In vitro and in vivo effects of CXCR3 targeting. (a) CXCR3^−/− knockout (KO) mice have (a) normal mitogen responses but (b) diminished alloreactivity (MLR); bars show the mean ± SD for 12 wells. Asterisks indicate significantly decreased proliferation compared with wild-type (WT) responses (P < 0.001, Mann-Whitney U test). (c) Dose-dependent inhibition of MLR by anti-CXCR3 mAb; bars indicate the mean ± SD for 12 wells, mAb final concentrations expressed in μg/ml.
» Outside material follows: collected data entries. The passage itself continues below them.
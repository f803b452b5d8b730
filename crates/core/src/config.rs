//! Optimizer configuration.
//!
//! [`AppConfig`] is the persisted form, read from
//! `~/.config/epub-optimizer/config.toml`. [`OptimizeOptions`] is the explicit
//! per-run configuration built from it (plus input/output paths) once at
//! pipeline start and passed by reference into every stage.

use std::collections::BTreeMap;
use std::path::{Path, PathBuf};

use serde::{Deserialize, Serialize};

use crate::security::SecurityLimits;

/// Maximum width/height of raster images. Not independently configurable.
pub const MAX_IMAGE_DIMENSION: u32 = 1600;

#[derive(Debug, Clone, Default, Serialize, Deserialize)]
#[serde(default)]
pub struct AppConfig {
    /// Remove the working directory after a successful run.
    pub clean: bool,
    pub images: ImageOptions,
    pub html: HtmlMinifyOptions,
    pub cover: CoverOptions,
    pub validate: ValidatorOptions,
    pub security: SecurityLimits,
}

#[derive(Debug, Clone, Serialize, Deserialize)]
#[serde(default)]
pub struct ImageOptions {
    /// JPEG quality, 0-100.
    pub jpeg_quality: u8,
    /// PNG quality as a `[min, max]` fraction pair, 0-1.
    pub png_quality: [f32; 2],
    /// PNGs smaller than this are never converted to JPEG.
    pub png_convert_min_bytes: u64,
    /// Images smaller than this are never recompressed.
    pub recompress_min_bytes: u64,
    #[serde(skip)]
    pub max_dimension: u32,
}

impl Default for ImageOptions {
    fn default() -> Self {
        Self {
            jpeg_quality: 70,
            png_quality: [0.6, 0.8],
            png_convert_min_bytes: 200 * 1024,
            recompress_min_bytes: 10 * 1024,
            max_dimension: MAX_IMAGE_DIMENSION,
        }
    }
}

impl ImageOptions {
    pub fn jpeg_quality(&self) -> u8 {
        self.jpeg_quality.clamp(1, 100)
    }

    /// Lower bound of the PNG quality pair, clamped to 0-1.
    pub fn png_min_quality(&self) -> f32 {
        self.png_quality[0].clamp(0.0, 1.0)
    }
}

#[derive(Debug, Clone, Serialize, Deserialize)]
#[serde(default)]
pub struct HtmlMinifyOptions {
    pub collapse_whitespace: bool,
    pub remove_comments: bool,
    pub minify_css: bool,
    pub minify_js: bool,
}

impl Default for HtmlMinifyOptions {
    fn default() -> Self {
        Self {
            collapse_whitespace: true,
            remove_comments: true,
            minify_css: true,
            minify_js: true,
        }
    }
}

#[derive(Debug, Clone, Serialize, Deserialize)]
#[serde(default)]
pub struct CoverOptions {
    /// Language used for the injected cover label.
    pub lang: String,
    /// Fallback when `lang` has no label.
    pub default_lang: String,
    /// Language code → cover label.
    pub labels: BTreeMap<String, String>,
    pub fix_linear: bool,
    pub fix_cover_image_property: bool,
    pub inject_toc_entry: bool,
}

impl Default for CoverOptions {
    fn default() -> Self {
        let mut labels = BTreeMap::new();
        labels.insert("en".to_string(), "Cover".to_string());
        labels.insert("fr".to_string(), "Couverture".to_string());
        Self {
            lang: "en".to_string(),
            default_lang: "en".to_string(),
            labels,
            fix_linear: true,
            fix_cover_image_property: true,
            inject_toc_entry: true,
        }
    }
}

impl CoverOptions {
    /// Localized cover label for `lang`, falling back to `default_lang`.
    pub fn cover_label(&self) -> &str {
        self.labels
            .get(&self.lang)
            .or_else(|| self.labels.get(&self.default_lang))
            .map(String::as_str)
            .unwrap_or("Cover")
    }
}

#[derive(Debug, Clone, Serialize, Deserialize)]
#[serde(default)]
pub struct ValidatorOptions {
    pub enabled: bool,
    /// Path to `epubcheck.jar`.
    pub epubcheck_path: PathBuf,
    /// Java launcher used to run the checker.
    pub java: String,
}

impl Default for ValidatorOptions {
    fn default() -> Self {
        Self {
            enabled: true,
            epubcheck_path: PathBuf::from("epubcheck/epubcheck.jar"),
            java: "java".to_string(),
        }
    }
}

/// Everything one pipeline run needs. Read-only once the run starts.
#[derive(Debug, Clone)]
pub struct OptimizeOptions {
    pub input: PathBuf,
    pub output: PathBuf,
    /// Working directory; derived from the input name when `None`.
    pub work_dir: Option<PathBuf>,
    pub clean: bool,
    pub images: ImageOptions,
    pub html: HtmlMinifyOptions,
    pub cover: CoverOptions,
    pub validate: ValidatorOptions,
    pub security: SecurityLimits,
}

impl OptimizeOptions {
    pub fn new(input: impl Into<PathBuf>, output: impl Into<PathBuf>, cfg: &AppConfig) -> Self {
        let mut images = cfg.images.clone();
        images.max_dimension = MAX_IMAGE_DIMENSION;
        Self {
            input: input.into(),
            output: output.into(),
            work_dir: None,
            clean: cfg.clean,
            images,
            html: cfg.html.clone(),
            cover: cfg.cover.clone(),
            validate: cfg.validate.clone(),
            security: cfg.security.clone(),
        }
    }

    /// The working directory for this run. Defaults to `<input-stem>_epub_work`
    /// next to the output file so runs on different inputs never collide.
    pub fn work_dir(&self) -> PathBuf {
        if let Some(ref dir) = self.work_dir {
            return dir.clone();
        }
        let stem = self
            .input
            .file_stem()
            .and_then(|s| s.to_str())
            .unwrap_or("book");
        let parent = self
            .output
            .parent()
            .filter(|p| !p.as_os_str().is_empty())
            .unwrap_or(Path::new("."));
        parent.join(format!("{stem}_epub_work"))
    }
}

/// Load config from the default path (`~/.config/epub-optimizer/config.toml`).
pub fn load_config() -> AppConfig {
    match config_path() {
        Some(path) => load_config_from(&path),
        None => AppConfig::default(),
    }
}

/// Load config from an explicit path. Missing or invalid files yield defaults.
pub fn load_config_from(path: &Path) -> AppConfig {
    let content = match std::fs::read_to_string(path) {
        Ok(c) => c,
        Err(_) => return AppConfig::default(),
    };

    match toml::from_str::<AppConfig>(&content) {
        Ok(cfg) => cfg,
        Err(e) => {
            tracing::warn!("Ignoring invalid config {}: {}", path.display(), e);
            AppConfig::default()
        }
    }
}

/// Return the default config file path (for init and show).
pub fn config_path() -> Option<PathBuf> {
    dirs::config_dir().map(|mut p| {
        p.push("epub-optimizer");
        p.push("config.toml");
        p
    })
}

#[cfg(test)]
mod tests {
    use super::*;
    use pretty_assertions::assert_eq;

    #[test]
    fn defaults_match_documented_values() {
        let cfg = AppConfig::default();
        assert_eq!(cfg.images.jpeg_quality, 70);
        assert_eq!(cfg.images.png_quality, [0.6, 0.8]);
        assert_eq!(cfg.images.max_dimension, 1600);
        assert!(!cfg.clean);
    }

    #[test]
    fn cover_label_known_and_fallback() {
        let mut cover = CoverOptions::default();
        assert_eq!(cover.cover_label(), "Cover");
        cover.lang = "fr".to_string();
        assert_eq!(cover.cover_label(), "Couverture");
        cover.lang = "xx".to_string();
        assert_eq!(cover.cover_label(), "Cover");
    }

    #[test]
    fn partial_toml_fills_defaults() {
        let cfg: AppConfig = toml::from_str(
            r#"
clean = true

[images]
jpeg_quality = 85

[cover]
lang = "fr"
"#,
        )
        .unwrap();
        assert!(cfg.clean);
        assert_eq!(cfg.images.jpeg_quality, 85);
        assert_eq!(cfg.images.png_quality, [0.6, 0.8]);
        assert_eq!(cfg.cover.cover_label(), "Couverture");
        assert!(cfg.html.collapse_whitespace);
    }

    #[test]
    fn max_dimension_is_fixed() {
        let mut cfg = AppConfig::default();
        cfg.images.max_dimension = 10;
        let opts = OptimizeOptions::new("in.epub", "out.epub", &cfg);
        assert_eq!(opts.images.max_dimension, MAX_IMAGE_DIMENSION);
    }

    #[test]
    fn work_dir_derived_from_input_stem() {
        let opts = OptimizeOptions::new("books/novel.epub", "dist/novel_opt.epub", &AppConfig::default());
        assert_eq!(opts.work_dir(), PathBuf::from("dist/novel_epub_work"));

        let bare = OptimizeOptions::new("novel.epub", "out.epub", &AppConfig::default());
        assert_eq!(bare.work_dir(), PathBuf::from("./novel_epub_work"));
    }

    #[test]
    fn missing_config_file_gives_defaults() {
        let cfg = load_config_from(Path::new("/nonexistent/epub-optimizer.toml"));
        assert_eq!(cfg.images.jpeg_quality, 70);
    }
}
Asterisks indicate significantly decreased proliferation using CXCR3 mAb compared with cells treated with IgM (*P < 0.005, **P < 0.001, Mann-Whitney U test). (d) Prolongation of cardiac allograft survival in knockout versus wild-type recipients, and permanent engraftment when knockout recipients received 14 d of CsA. Bars indicate the mean ± SD for six mice. Asterisks indicate significantly increased prolongation of allograft survival compared with the respective control group (P < 0.001, Mann-Whitney U test). (e) Anti-CXCR3 mAb prolongs cardiac graft survival whether begun pretransplant (day 0) or once rejection has begun (day 4); bars indicate the mean ± SD for six mice. Asterisks indicate significantly increased prolongation of allograft survival compared with the respective control group (P < 0.001, Mann-Whitney U test).

Figure 4

Mechanisms underlying beneficial effects of targeting CXCR3 in allograft recipients. (a) Histology showing acute rejection with extensive mononuclear cell infiltration and myocyte necrosis in CXCR3^+/+ recipients (day 7 after transplant). (b) The lack of histologic evidence of rejection in CXCR3^−/− recipients (day 7). (c) CXCR3^+/+ allograft recipients treated with IgM underwent acute rejection by day 7. (d) Normal appearance of allografts in CXCR3^+/+ allograft recipients treated with anti-CXCR3 mAb (day 7). (a–d) Original magnification: ×125. (e) Immunohistology showed significant reduction in recruitment of intragraft CD45⁺ cells (all leukocytes), CD4 and CD8 T cell subsets, macrophages, and IL-2R⁺ (CD25⁺) cells in CXCR3^−/− (white bars) versus CXCR3^+/+ recipients (black bars) at day 7 after transplant. Data (mean ± SD) are from counting 20 consecutive fields/graft and 3 grafts/group; asterisks indicate significantly reduced cell numbers versus controls (*P < 0.05, **P < 0.01, ***P < 0.005). (f, g, and h) The results of RNase protection assays of the same set of grafts (mean ± SD, four to six grafts/bar), with statistical analysis by the Mann-Whitney U test. CXCR3^−/− recipients show decreased mRNA levels of intragraft: (f) IFN-γ (*P < 0.05); (g) MIP-1β and RANTES (both *P < 0.005); and (h) the chemokine receptors CCR1 (*P < 0.05), CCR2 (*P < 0.05), CCR5 (**P < 0.01), and CXCR3 (***P < 0.005). MCP-1, monocyte chemoattractant protein 1; LTN, lymphotactin.